Virtually all of the other characters assume that Charles's and Sebastian's relationship is both homoerotic and homosexual. Despite all of the satiric thrusts directed at him, Anthony Blanche functions as one of the genuinely perceptive truth-tellers in the novel; he says, "I can see [Sebastian] has completely captivated you, my dear Charles" and later tells Charles "you threw him over," surely the language of an intensely homoerotic friendship, if not of more. The informed, aware, and worldly Cara takes in all in one glance and then tells Charles, "'I know of these romantic friendships of the English and the Germans …'" and subtly warns him, "'they are very good if they do not go on too long'." At Old Hundredth, "Death's Head" and "Sickly Child" dismiss Sebastian and Charles as "only fairies" before picking them up, and Charles hints at Julia's opinion when he says that the arrest "had clearly raised us in Julia's estimation [because] we had been out with women." Julia also recalls her early impression of Charles as "the pretty boy Sebastian brought home with him," a hint that she may see more than does her mother. It is not at all surprising that Charles, in Venice, confesses "I was nineteen years old and completely ignorant of women." Until the novel reached the page-proof state, it included a similar statement by Sebastian: "'You know, Charles, I've never slept with a woman'" [Davis, Evelyn Waugh, Writer, 1981].
Bittner would object to the preceding paragraphs, pointing out Charles's marriage to Celia Mulcaster and his affair with Julia Flyte Mottram, but sexual relations with women do not necessarily prove that a man is heterosexual.
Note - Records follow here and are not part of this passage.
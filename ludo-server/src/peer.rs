//! Peer channel between the two instances of an online game
//!
//! The host binds a dedicated listener and accepts one guest on
//! `/peer/{roomId}`. The guest dials that URL. Either way the open socket
//! is pumped in both directions: outgoing wire messages come from the
//! table's `Outbox`, incoming frames are decoded and queued on the table.

use crate::runtime::{Command, TableHandle};
use axum::{
    extract::{
        ws::{self, WebSocket, WebSocketUpgrade},
        Path, State,
    },
    http::StatusCode,
    response::{IntoResponse, Response},
    routing::get,
    Router,
};
use futures_util::{Sink, SinkExt, Stream, StreamExt};
use ludo_core::{Broadcast, SessionEvent, WireMessage};
use rand::Rng;
use serde::Serialize;
use std::fmt::Display;
use std::net::SocketAddr;
use std::sync::atomic::{AtomicBool, Ordering};
use std::sync::{Arc, Mutex};
use thiserror::Error;
use tokio::sync::{mpsc, watch};
use tokio::task::JoinHandle;
use tokio_tungstenite::tungstenite;

#[derive(Debug, Error)]
pub enum SessionError {
    #[error("failed to open peer listener: {0}")]
    Bind(#[source] std::io::Error),
    #[error("could not reach host at {url}: {source}")]
    Dial {
        url: String,
        #[source]
        source: tungstenite::Error,
    },
    #[error("invalid host url: {0}")]
    InvalidUrl(String),
    #[error("table runtime has stopped")]
    RuntimeGone,
}

const ROOM_ID_LEN: usize = 6;
const ROOM_ALPHABET: &[u8] = b"ABCDEFGHIJKLMNOPQRSTUVWXYZ0123456789";

/// Short human-typable room code
pub fn generate_room_id() -> String {
    let mut rng = rand::thread_rng();
    (0..ROOM_ID_LEN)
        .map(|_| ROOM_ALPHABET[rng.gen_range(0..ROOM_ALPHABET.len())] as char)
        .collect()
}

// ============================================================================
// OUTBOX
// ============================================================================

/// `Broadcast` end handed to the table; forwards to whichever link is open
#[derive(Clone, Default)]
pub struct Outbox {
    link: Arc<Mutex<Option<mpsc::UnboundedSender<WireMessage>>>>,
}

impl Outbox {
    fn attach(&self) -> mpsc::UnboundedReceiver<WireMessage> {
        let (tx, rx) = mpsc::unbounded_channel();
        if let Ok(mut link) = self.link.lock() {
            *link = Some(tx);
        }
        rx
    }

    fn detach(&self) {
        if let Ok(mut link) = self.link.lock() {
            *link = None;
        }
    }
}

impl Broadcast for Outbox {
    fn broadcast(&self, message: WireMessage) {
        let Ok(mut link) = self.link.lock() else {
            return;
        };
        if let Some(tx) = link.as_ref() {
            if tx.send(message).is_err() {
                *link = None;
            }
        }
    }
}

// ============================================================================
// SESSIONS
// ============================================================================

/// Where a guest should dial
#[derive(Clone, Debug, Serialize)]
#[serde(rename_all = "camelCase")]
pub struct HostInfo {
    pub room_id: String,
    pub host_url: String,
    pub join_url: String,
}

struct Session {
    stop: watch::Sender<bool>,
    tasks: Vec<JoinHandle<()>>,
}

impl Session {
    fn close(self) {
        let _ = self.stop.send(true);
        for task in self.tasks {
            task.abort();
        }
    }
}

/// Owns the (at most one) live peer session of this instance
pub struct PeerHub {
    table: TableHandle,
    outbox: Outbox,
    public_host: String,
    peer_port: u16,
    session: tokio::sync::Mutex<Option<Session>>,
}

impl PeerHub {
    pub fn new(table: TableHandle, outbox: Outbox, public_host: String, peer_port: u16) -> Self {
        Self {
            table,
            outbox,
            public_host,
            peer_port,
            session: tokio::sync::Mutex::new(None),
        }
    }

    /// Open a room and wait for a guest
    pub async fn host(&self) -> Result<HostInfo, SessionError> {
        let mut slot = self.session.lock().await;
        if let Some(old) = slot.take() {
            old.close();
            self.outbox.detach();
        }

        let addr = SocketAddr::from(([0, 0, 0, 0], self.peer_port));
        let listener = match tokio::net::TcpListener::bind(addr).await {
            Ok(listener) => listener,
            Err(err) => {
                tracing::warn!(%err, "peer listener bind failed");
                self.table.send(Command::Session(SessionEvent::HostFailed))?;
                return Err(SessionError::Bind(err));
            }
        };
        let port = listener.local_addr().map_err(SessionError::Bind)?.port();

        let room_id = generate_room_id();
        self.table.send(Command::Session(SessionEvent::HostOpened {
            room_id: room_id.clone(),
        }))?;

        let (stop, stopped) = watch::channel(false);
        let room = Arc::new(Room {
            room_id: room_id.clone(),
            seat_taken: AtomicBool::new(false),
            table: self.table.clone(),
            outbox: self.outbox.clone(),
            stop: stopped.clone(),
        });
        let router = Router::new()
            .route("/peer/:room_id", get(accept_guest))
            .with_state(room);

        let mut shutdown = stopped;
        let server = tokio::spawn(async move {
            let serve = axum::serve(listener, router).with_graceful_shutdown(async move {
                let _ = shutdown.changed().await;
            });
            if let Err(err) = serve.await {
                tracing::warn!(%err, "peer listener failed");
            }
        });

        let host_url = format!("ws://{}:{}", self.public_host, port);
        let info = HostInfo {
            join_url: format!("{}/peer/{}", host_url, room_id),
            host_url,
            room_id,
        };
        tracing::info!(room = %info.room_id, url = %info.join_url, "hosting");

        *slot = Some(Session {
            stop,
            tasks: vec![server],
        });
        Ok(info)
    }

    /// Dial a host's room and play as guest
    pub async fn join(&self, host_url: &str, room_id: &str) -> Result<(), SessionError> {
        let mut slot = self.session.lock().await;
        if let Some(old) = slot.take() {
            old.close();
            self.outbox.detach();
        }

        let url = peer_url(host_url, room_id)?;
        self.table.send(Command::Session(SessionEvent::Dialing {
            room_id: room_id.to_string(),
        }))?;

        let socket = match tokio_tungstenite::connect_async(url.as_str()).await {
            Ok((socket, _)) => socket,
            Err(source) => {
                tracing::warn!(%url, err = %source, "join failed");
                self.table.send(Command::Session(SessionEvent::JoinFailed))?;
                return Err(SessionError::Dial { url, source });
            }
        };

        let outgoing = self.outbox.attach();
        self.table.send(Command::Session(SessionEvent::Connected))?;
        tracing::info!(room = %room_id, "joined");

        let (stop, stopped) = watch::channel(false);
        let table = self.table.clone();
        let outbox = self.outbox.clone();
        let link = tokio::spawn(async move {
            pump(socket, outgoing, &table, stopped.clone()).await;
            outbox.detach();
            if !*stopped.borrow() {
                let _ = table.send(Command::Session(SessionEvent::PeerLost));
            }
        });

        *slot = Some(Session {
            stop,
            tasks: vec![link],
        });
        Ok(())
    }

    /// Drop the current session, if any
    pub async fn leave(&self) {
        if let Some(session) = self.session.lock().await.take() {
            session.close();
            self.outbox.detach();
            tracing::info!("session closed");
        }
    }
}

/// Accepts `ws://host:port` (room appended) or a full `/peer/{room}` URL
fn peer_url(host_url: &str, room_id: &str) -> Result<String, SessionError> {
    let base = host_url.trim().trim_end_matches('/');
    if !(base.starts_with("ws://") || base.starts_with("wss://")) || room_id.trim().is_empty() {
        return Err(SessionError::InvalidUrl(host_url.to_string()));
    }
    if base.contains("/peer/") {
        return Ok(base.to_string());
    }
    Ok(format!("{}/peer/{}", base, room_id.trim()))
}

// ============================================================================
// HOST LISTENER
// ============================================================================

struct Room {
    room_id: String,
    seat_taken: AtomicBool,
    table: TableHandle,
    outbox: Outbox,
    stop: watch::Receiver<bool>,
}

async fn accept_guest(
    State(room): State<Arc<Room>>,
    Path(room_id): Path<String>,
    upgrade: WebSocketUpgrade,
) -> Response {
    if room_id != room.room_id {
        return (StatusCode::NOT_FOUND, "Unknown room").into_response();
    }
    if room.seat_taken.swap(true, Ordering::SeqCst) {
        return (StatusCode::CONFLICT, "Room is full").into_response();
    }
    upgrade
        .on_upgrade(move |socket| serve_guest(socket, room))
        .into_response()
}

async fn serve_guest(socket: WebSocket, room: Arc<Room>) {
    let outgoing = room.outbox.attach();
    if room
        .table
        .send(Command::Session(SessionEvent::GuestJoined))
        .is_err()
    {
        return;
    }
    tracing::info!(room = %room.room_id, "guest joined");

    pump(socket, outgoing, &room.table, room.stop.clone()).await;

    room.outbox.detach();
    room.seat_taken.store(false, Ordering::SeqCst);
    if !*room.stop.borrow() {
        tracing::info!(room = %room.room_id, "guest left");
        let _ = room.table.send(Command::Session(SessionEvent::PeerLost));
    }
}

// ============================================================================
// LINK PUMP
// ============================================================================

/// The text-frame view shared by both websocket libraries
trait TextFrame: Sized {
    fn text(text: String) -> Self;
    fn into_text(self) -> Option<String>;
    fn is_close(&self) -> bool;
}

impl TextFrame for ws::Message {
    fn text(text: String) -> Self {
        ws::Message::Text(text)
    }

    fn into_text(self) -> Option<String> {
        match self {
            ws::Message::Text(text) => Some(text),
            _ => None,
        }
    }

    fn is_close(&self) -> bool {
        matches!(self, ws::Message::Close(_))
    }
}

impl TextFrame for tungstenite::Message {
    fn text(text: String) -> Self {
        tungstenite::Message::Text(text)
    }

    fn into_text(self) -> Option<String> {
        match self {
            tungstenite::Message::Text(text) => Some(text),
            _ => None,
        }
    }

    fn is_close(&self) -> bool {
        matches!(self, tungstenite::Message::Close(_))
    }
}

/// Shuttle frames until either side closes or the session is stopped
async fn pump<S, M, E>(
    socket: S,
    mut outgoing: mpsc::UnboundedReceiver<WireMessage>,
    table: &TableHandle,
    mut stop: watch::Receiver<bool>,
) where
    S: Stream<Item = Result<M, E>> + Sink<M>,
    M: TextFrame + Unpin,
    E: Display,
{
    let (mut sink, mut stream) = socket.split();
    loop {
        tokio::select! {
            _ = stop.changed() => {
                let _ = sink.close().await;
                break;
            }
            Some(message) = outgoing.recv() => {
                let text = match message.to_json() {
                    Ok(text) => text,
                    Err(err) => {
                        tracing::warn!(%err, "failed to encode wire message");
                        continue;
                    }
                };
                if sink.send(M::text(text)).await.is_err() {
                    break;
                }
            }
            frame = stream.next() => match frame {
                Some(Ok(frame)) if frame.is_close() => break,
                Some(Ok(frame)) => {
                    let Some(text) = frame.into_text() else {
                        continue;
                    };
                    match WireMessage::from_json(&text) {
                        Ok(message) => {
                            if table.send(Command::Remote(message)).is_err() {
                                break;
                            }
                        }
                        Err(err) => tracing::warn!(%err, "dropping undecodable peer frame"),
                    }
                }
                Some(Err(err)) => {
                    tracing::warn!(%err, "peer link error");
                    break;
                }
                None => break,
            }
        }
    }
}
Study of the married homosexual male was only tangential to early studies such as A. G. Kinsey's, W. B. Pomeroy's, and C. E. Martin's Sexual Behavior in the Human Male (1948) and R. A. L. Humphreys's Tearoom Trade (1970), but since the research of H. L. Ross (1971) and M. T. Saghir and E. Robins (1973), we have become aware that perhaps as many as 20 per cent of homosexual men are or have been married (M. W. Ross, The Married Homosexual Man, 1983). Ross could have been discussing Charles and Celia, because at one point he notes that "homosexuals who married often stated that the marriage was initiated by the wife."
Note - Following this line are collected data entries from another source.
//! Online session endpoints

use crate::peer::{HostInfo, SessionError};
use crate::state::ServerState;
use axum::{extract::State, Json};
use serde::Deserialize;
use serde_json::{json, Value};
use std::sync::Arc;

/// Open a room on this instance and seat it as host
pub async fn host_session(
    State(state): State<Arc<ServerState>>,
) -> Result<Json<HostInfo>, SessionError> {
    Ok(Json(state.peers.host().await?))
}

#[derive(Deserialize)]
#[serde(rename_all = "camelCase")]
pub struct JoinRequest {
    pub host_url: String,
    pub room_id: String,
}

/// Dial a host's room and seat this instance as guest
pub async fn join_session(
    State(state): State<Arc<ServerState>>,
    Json(request): Json<JoinRequest>,
) -> Result<Json<Value>, SessionError> {
    state
        .peers
        .join(&request.host_url, &request.room_id)
        .await?;
    Ok(Json(json!({
        "joined": true,
        "roomId": request.room_id,
    })))
}
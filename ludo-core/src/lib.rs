//! Ludo Core - Rules engine and turn machine
//!
//! This crate provides the core game logic for four-color Ludo:
//! - Board geometry (52-cell track, home stretches, safe cells)
//! - Piece identity and movement rules
//! - Game state and pure turn transitions
//! - Turn machine with deferred, cancellable tasks
//! - Replication messages for two-peer online play

pub mod board;
pub mod pieces;
pub mod rules;
pub mod settings;
pub mod game;
pub mod sync;
pub mod table;

// Re-exports for convenient access
pub use board::{BoardLayout, GridCoord, SAFE_CELLS, TRACK_LEN};
pub use pieces::{Color, ParsePieceIdError, Piece, PieceId, PieceStatus};
pub use rules::{compute_move, find_movable_pieces, MoveTarget, Pieces};
pub use settings::{GameSettings, PlayerNames, SettingsError, Timings};
pub use game::{GameEvent, GameState, MoveReport, OnlineStatus, Player, RollOutcome, TurnPhase};
pub use sync::{SessionEvent, StatePatch, WireMessage, GUEST_SEAT, HOST_SEAT};
pub use table::{Broadcast, Dice, NoPeer, RandomDice, ResetMode, Scheduled, Stamp, Table, Task};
This is exactly what happened to Charles. In New York, waiting to sail to England, Charles remembers Celia "had married me six years ago," an odd phrasing, but one that would pass unnoticed except for their cabin conversation, in which Celia says, "'Darling, it was the night you popped the question'" and Charles responds "'As I remember, you popped'." Also, Charles's response to his wife's adultery is rather atypical—no rage, no wounded ego, just relief and triumph: "I heard her unmoved, and suddenly realized that she was powerless to hurt me any more; I was a free man; she had given me my manumission in that brief, sly lapse of hers; my cuckold's horns made me lord of the forest." Celia Mulcaster recognized an up-and-coming artist, annexed him, forwarded his career through her social connections and skills, and then turned to an affair, perhaps to find the sexual satisfaction missing from her marriage. In contrast, Charles's affair with Julia appears to be passionately heterosexual, but Julia's first attraction to Charles came precisely because of her close physical similarities to Sebastian: "On my side the interest was keener, for there was always the physical likeness between brother and sister, which, caught repeatedly in different poses, under different lights, each time pierced me anew." This is a similarity Charles noticed the very first time he met Julia. He does not find her to be Anthony's "passionless, acquisitive, intriguing, ruthless killer," but he does feel "a sense of liberation and peace" when she leaves him alone with Sebastian at Brideshead Castle. Aboard the ship, Julia initiates their love-making; later, she proposes to Charles.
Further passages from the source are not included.